Pangenomic type III effector database of the plant pathogenic Ralstonia spp.
- Published
- Accepted
- Subject Areas
- Agricultural Science, Bioinformatics, Genomics, Microbiology, Plant Science
- Keywords
- bacterial wilt, type III effector, Ralstonia solanacearum species complex
- Copyright
- © 2019 Sabbagh et al.
- Licence
- This is an open access article distributed under the terms of the Creative Commons Attribution License, which permits unrestricted use, distribution, reproduction and adaptation in any medium and for any purpose provided that it is properly attributed.

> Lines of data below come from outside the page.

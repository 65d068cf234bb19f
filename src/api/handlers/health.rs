use axum::extract::State;
use axum::Json;
use serde::Serialize;
use std::sync::Arc;

use crate::api::response::JSend;
use crate::config::StorageBackend;
use crate::AppState;

// ============================================================================
// Types
// ============================================================================

#[derive(Debug, Serialize)]
pub struct HealthResponse {
    pub status: String,
    pub storage_backend: String,
    pub version: String,
}

// ============================================================================
// Handlers
// ============================================================================

pub async fn health(State(state): State<Arc<AppState>>) -> Json<JSend<HealthResponse>> {
    let storage_backend = match state.config.storage.backend {
        StorageBackend::Local => "local",
        StorageBackend::S3 => "s3",
    };

    JSend::success(HealthResponse {
        status: "ok".to_string(),
        storage_backend: storage_backend.to_string(),
        version: env!("CARGO_PKG_VERSION").to_string(),
    })
}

For attribution, the original author(s), title, publication source (PeerJ Preprints) and either DOI or URL of the article must be cited.
- Cite this article
- 2019. Pangenomic type III effector database of the plant pathogenic Ralstonia spp. PeerJ Preprints 7:e27726v1 https://doi.org/10.7287/peerj.preprints.27726v1
Abstract
Background. The bacterial plant pathogenic Ralstonia species belong to the beta-proteobacteria order and are soil-borne pathogens causing the vascular bacterial wilt disease, affecting a wide range of plant hosts. These bacteria form a heterogeneous group considered as a “species complex”,” gathering three newly defined species. Like many other Gram negative plant pathogens, Ralstonia pathogenicity relies on a type III secretion system, enabling bacteria to secrete/inject a large repertoire of type III effectors into their plant host cells. T3Es are thought to participate in generating a favorable environment for the pathogen (countering plant immunity and modifying the host metabolism and physiology). Methods. Expert genome annotation, followed by specific type III-dependent secretion, allowed us to improve our Hidden-Markov-Model and Blast profiles for the prediction of type III effectors. Results. We curated the T3E repertoires of 12 plant pathogenic Ralstoniastrains, representing a total of 12 strains spread over the different groups of the species complex. This generated a pangenome repertoire of 102 T3E genes and 16 hypothetical T3E genes. Using this database, we scanned for the presence of T3Es in the 155 available genomes representing 140 distinct plant pathogenic Ralstonia strains isolated from different host plants in different areas of the globe. All this information is presented in a searchable database. A presence/absence analysis, modulated by a strain sequence/gene annotation quality score, enabled us to redefine core and accessory T3E repertoires.
Author Comment
This is a submission to PeerJ for review.
Supplemental Information
mutS alignment and phylogenetic tree on the set of 140 different strains
A neighbor-joining tree was build using the mutS from Ralstonia pickettii as an outgroup. Bootstrap were performed on 100 replicates, only support higher than 50% displayed in the consensus tree.